Changements sur le temps long
Premier signe d’un changement: la hausse, sensible pour 2020-2021, des inscriptions aux formations dans les domaines de la santé, relevée par l’OBSAN pour les HES de Suisse romande. Pour le reste, certes, certains métiers ou pratiques, comme le télétravail, ont gagné en reconnaissance. Mais les professionnels ne croient pas pour autant à des changements rapides. «Le care implique aussi des rapports de pouvoir, qui ne se modifient pas du jour au lendemain», souligne Nadja Eggert.
D’autres font remarquer que ces changements de conception ont lieu silencieusement depuis des décennies. Ainsi Corinne Schaub, professeure associée en soins infirmiers à la Haute Ecole de santé vaudoise (HESAV) observe depuis plusieurs années «une profonde réorganisation des soins, désormais centrés sur les patients» dans beaucoup d’EMS, «où se développent des lieux de vie, des activités en partenariat avec les familles et qui font sens pour les résidents». En deux décennies, elle a vu le regard «social, biologique, spirituel» s’approfondir sur cette pratique et des soignant·e·s mieux armé·e·s théoriquement. Aujourd’hui, elle constate un intérêt marqué de ses étudiants pour l’intégration des familles dans les parcours de soin. Et la volonté de nombreux soignant·e·s de développer un «maillage de soins» avec d’autres professionnel·le·s et partenaires. «L’idée serait de promouvoir la santé en étant centré sur les proches, les réseaux, les quartiers. L’Eglise y aurait tout à fait sa place!» Une attention collective qui pourrait prévenir les maladies… et la solitude. «Les envies sont là. Mais les budgets ne les permettent pas. Financer de telles collaborations impliquerait une restructuration du système de santé.»
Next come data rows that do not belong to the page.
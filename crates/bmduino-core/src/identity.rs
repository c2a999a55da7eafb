//! MAC-derived identifiers
//!
//! The Wi-Fi module's MAC address is the only stable per-device value, so
//! the MQTT client id and the topic names are both derived from it.

use core::fmt::{self, Write};

use heapless::String;
use thiserror_no_std::Error;

/// Prefix placed in front of the MAC to form the MQTT client id.
pub const CLIENT_ID_PREFIX: &str = "tw";

/// Size of the client id buffer in the Arduino sketches, terminator included.
pub const CLIENT_ID_BUFFER: usize = 20;

/// Size of the topic buffers in the Arduino sketches, terminator included.
pub const TOPIC_BUFFER: usize = 200;

/// Placeholder substituted by the device MAC in topic templates.
pub const MAC_PLACEHOLDER: &str = "{}";

/// Publish and subscribe topic for the temperature/humidity node.
pub const DHT_TOPIC: &str = "/arduino/dht/{}";

/// Publish topic for relay status reports.
pub const RELAY_TOPIC: &str = "/arduino/SW/{}";

/// Subscription covering every relay board's command topic.
pub const RELAY_SUBSCRIBE_TOPIC: &str = "/arduino/SW/#";

pub type ClientId = String<{ CLIENT_ID_BUFFER - 1 }>;
pub type Topic = String<{ TOPIC_BUFFER - 1 }>;

#[derive(Error, Debug, Clone, PartialEq, Eq)]
pub enum IdentityError {
    #[error("invalid MAC address: {0}")]
    InvalidMac(String<32>),
    #[error("identifier needs {needed} bytes, buffer holds {capacity}")]
    TooLong { needed: usize, capacity: usize },
    #[error("publish topic contains a wildcard or NUL character")]
    InvalidTopic,
}

/// A 48-bit hardware address.
#[derive(Debug, Clone, Copy, PartialEq, Eq)]
pub struct MacAddress([u8; 6]);

impl MacAddress {
    pub const fn new(octets: [u8; 6]) -> Self {
        Self(octets)
    }

    /// Parse the textual MAC reported by the Wi-Fi module.
    ///
    /// Accepts `e8:9f:6d:e8:f3:bc`, `E8-9F-6D-E8-F3-BC` and `E89F6DE8F3BC`.
    pub fn parse(text: &str) -> Result<Self, IdentityError> {
        let invalid = || {
            let mut shown = String::<32>::new();
            for c in text.chars().take(32) {
                if shown.push(c).is_err() {
                    break;
                }
            }
            IdentityError::InvalidMac(shown)
        };

        let mut octets = [0u8; 6];
        let mut nibbles = 0usize;
        for c in text.trim().chars() {
            if c == ':' || c == '-' {
                continue;
            }
            let value = c.to_digit(16).ok_or_else(invalid)? as u8;
            if nibbles >= 12 {
                return Err(invalid());
            }
            octets[nibbles / 2] = (octets[nibbles / 2] << 4) | value;
            nibbles += 1;
        }

        if nibbles != 12 {
            return Err(invalid());
        }
        Ok(Self(octets))
    }

    pub fn octets(&self) -> [u8; 6] {
        self.0
    }

    /// Twelve upper-case hex digits, no separators.
    pub fn to_hex(&self) -> String<12> {
        let mut hex = String::new();
        // 12 digits always fit
        let _ = write!(hex, "{}", self);
        hex
    }
}

impl fmt::Display for MacAddress {
    fn fmt(&self, f: &mut fmt::Formatter<'_>) -> fmt::Result {
        for octet in self.0 {
            write!(f, "{:02X}", octet)?;
        }
        Ok(())
    }
}

/// MQTT client id: `tw` followed by the MAC text.
pub fn client_id(mac: &str) -> Result<ClientId, IdentityError> {
    let needed = CLIENT_ID_PREFIX.len() + mac.len();
    let too_long = IdentityError::TooLong {
        needed: needed + 1,
        capacity: CLIENT_ID_BUFFER,
    };

    let mut id = ClientId::new();
    id.push_str(CLIENT_ID_PREFIX).map_err(|_| too_long.clone())?;
    id.push_str(mac).map_err(|_| too_long)?;
    Ok(id)
}

/// Byte image of the client id buffer as the Arduino sketches filled it.
///
/// The sketches wrote a `'\n'` one slot past the string terminator. The
/// newline is never part of the C string, but it is in the buffer. This
/// reproduces that layout for compatibility checks only; use [`client_id`]
/// for anything sent to a broker.
pub fn legacy_client_id_buffer(mac: &str) -> Result<[u8; CLIENT_ID_BUFFER], IdentityError> {
    let prefix = CLIENT_ID_PREFIX.as_bytes();
    let terminator = prefix.len() + mac.len();
    let needed = terminator + 2;
    if needed > CLIENT_ID_BUFFER {
        return Err(IdentityError::TooLong {
            needed,
            capacity: CLIENT_ID_BUFFER,
        });
    }

    let mut buffer = [0u8; CLIENT_ID_BUFFER];
    buffer[..prefix.len()].copy_from_slice(prefix);
    buffer[prefix.len()..terminator].copy_from_slice(mac.as_bytes());
    buffer[terminator] = 0;
    buffer[terminator + 1] = b'\n';
    Ok(buffer)
}

/// Substitute `mac` for the first `{}` in `template`.
pub fn format_topic(template: &str, mac: &str) -> Result<Topic, IdentityError> {
    let (head, tail) = match template.find(MAC_PLACEHOLDER) {
        Some(at) => (&template[..at], &template[at + MAC_PLACEHOLDER.len()..]),
        None => (template, ""),
    };
    let substituted = if template.contains(MAC_PLACEHOLDER) { mac } else { "" };

    let needed = head.len() + substituted.len() + tail.len() + 1;
    let too_long = || IdentityError::TooLong {
        needed,
        capacity: TOPIC_BUFFER,
    };

    let mut topic = Topic::new();
    topic.push_str(head).map_err(|_| too_long())?;
    topic.push_str(substituted).map_err(|_| too_long())?;
    topic.push_str(tail).map_err(|_| too_long())?;
    Ok(topic)
}

/// Like [`format_topic`], rejecting MQTT wildcards and NUL.
pub fn publish_topic(template: &str, mac: &str) -> Result<Topic, IdentityError> {
    let topic = format_topic(template, mac)?;
    if topic.contains(['+', '#', '\0']) {
        return Err(IdentityError::InvalidTopic);
    }
    Ok(topic)
}

/// Everything the node derives from its MAC at start-up.
#[derive(Debug, Clone, PartialEq, Eq)]
pub struct DeviceIdentity {
    pub mac: MacAddress,
    pub client_id: ClientId,
    pub publish_topic: Topic,
    pub subscribe_topic: Topic,
}

impl DeviceIdentity {
    pub fn derive(
        mac: MacAddress,
        publish_template: &str,
        subscribe_template: &str,
    ) -> Result<Self, IdentityError> {
        let hex = mac.to_hex();
        Ok(Self {
            mac,
            client_id: client_id(&hex)?,
            publish_topic: publish_topic(publish_template, &hex)?,
            subscribe_topic: format_topic(subscribe_template, &hex)?,
        })
    }

    /// Device field used in payloads.
    pub fn device(&self) -> String<12> {
        self.mac.to_hex()
    }

    /// Whether a message on `topic` is meant for this board.
    pub fn is_addressed_by(&self, topic: &str) -> bool {
        topic == self.publish_topic.as_str()
    }
}

#[cfg(test)]
mod tests {
    use super::*;

    const MAC: &str = "E89F6DE8F3BC";

    #[test]
    fn parses_module_formats() {
        let expected = MacAddress::new([0xE8, 0x9F, 0x6D, 0xE8, 0xF3, 0xBC]);
        assert_eq!(MacAddress::parse("e8:9f:6d:e8:f3:bc").unwrap(), expected);
        assert_eq!(MacAddress::parse("E8-9F-6D-E8-F3-BC").unwrap(), expected);
        assert_eq!(MacAddress::parse(MAC).unwrap(), expected);
        assert_eq!(expected.to_hex().as_str(), MAC);
    }

    #[test]
    fn rejects_bad_macs() {
        assert!(MacAddress::parse("").is_err());
        assert!(MacAddress::parse("e8:9f:6d").is_err());
        assert!(MacAddress::parse("e8:9f:6d:e8:f3:bc:00").is_err());
        assert!(matches!(
            MacAddress::parse("zz:9f:6d:e8:f3:bc"),
            Err(IdentityError::InvalidMac(_))
        ));
    }

    #[test]
    fn client_id_is_prefix_and_mac() {
        let id = client_id(MAC).unwrap();
        assert_eq!(id.as_str(), "twE89F6DE8F3BC");
        assert!(!id.contains('\n'));
    }

    #[test]
    fn client_id_too_long_is_an_error() {
        let err = client_id("0123456789ABCDEF0123").unwrap_err();
        assert_eq!(
            err,
            IdentityError::TooLong {
                needed: 23,
                capacity: CLIENT_ID_BUFFER
            }
        );
    }

    #[test]
    fn legacy_buffer_keeps_stray_newline_after_terminator() {
        let buffer = legacy_client_id_buffer(MAC).unwrap();
        let end = buffer.iter().position(|&b| b == 0).unwrap();
        assert_eq!(&buffer[..end], b"twE89F6DE8F3BC");
        assert_eq!(buffer[end + 1], b'\n');
        assert!(legacy_client_id_buffer("0123456789ABCDEF").is_ok());
        assert!(legacy_client_id_buffer("0123456789ABCDEF0").is_err());
    }

    #[test]
    fn topics_substitute_mac() {
        assert_eq!(
            publish_topic(DHT_TOPIC, MAC).unwrap().as_str(),
            "/arduino/dht/E89F6DE8F3BC"
        );
        assert_eq!(
            format_topic(RELAY_SUBSCRIBE_TOPIC, MAC).unwrap().as_str(),
            "/arduino/SW/#"
        );
    }

    #[test]
    fn publish_topic_rejects_wildcards() {
        assert_eq!(
            publish_topic(RELAY_SUBSCRIBE_TOPIC, MAC),
            Err(IdentityError::InvalidTopic)
        );
        assert_eq!(
            publish_topic(DHT_TOPIC, "AB+CD"),
            Err(IdentityError::InvalidTopic)
        );
    }

    #[test]
    fn topic_overflow_is_an_error() {
        let long = "A".repeat(TOPIC_BUFFER);
        assert!(matches!(
            format_topic(DHT_TOPIC, &long),
            Err(IdentityError::TooLong { .. })
        ));
    }

    #[test]
    fn identity_derivation() {
        let mac = MacAddress::parse(MAC).unwrap();
        let identity = DeviceIdentity::derive(mac, RELAY_TOPIC, RELAY_SUBSCRIBE_TOPIC).unwrap();
        assert_eq!(identity.client_id.as_str(), "twE89F6DE8F3BC");
        assert_eq!(identity.publish_topic.as_str(), "/arduino/SW/E89F6DE8F3BC");
        assert_eq!(identity.subscribe_topic.as_str(), "/arduino/SW/#");
        assert_eq!(identity.device().as_str(), MAC);
    }

    #[test]
    fn only_own_topic_addresses_the_board() {
        let mac = MacAddress::parse(MAC).unwrap();
        let identity = DeviceIdentity::derive(mac, RELAY_TOPIC, RELAY_SUBSCRIBE_TOPIC).unwrap();
        assert!(identity.is_addressed_by("/arduino/SW/E89F6DE8F3BC"));
        assert!(!identity.is_addressed_by("/arduino/SW/001122334455"));
        assert!(!identity.is_addressed_by("/arduino/SW/#"));
    }
}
Le care, quand l’empathie est politique
Le mot anglais care peut se traduire par «soin», mais aussi, plus largement, par «attention», «prudence», «bienveillance»… Il sous-entend l’écoute et l’empathie. Le concept du care, développé par les féminismes depuis les années 1970, désigne tout le travail qui veille à la préservation de la vie des autres et de la planète. Culturellement, le care – et le fait d’être attentif aux besoins des autres – a longtemps été associé au féminin et donc dévalorisé. C’est ce qui explique que les professions de ce domaine (prise en charge des personnes dépendantes, malades ou âgées) sont largement exercées par des femmes et sous-payées. Dans la philosophie du care, l’attention et l’empathie ne découlent pas d’un affect particulier, ou d’une «nature» supposée associée à un sexe, mais bien d’une anthropologie: l’humain est compris comme un être de dépendances, sujet à des besoins essentiels et relationnels.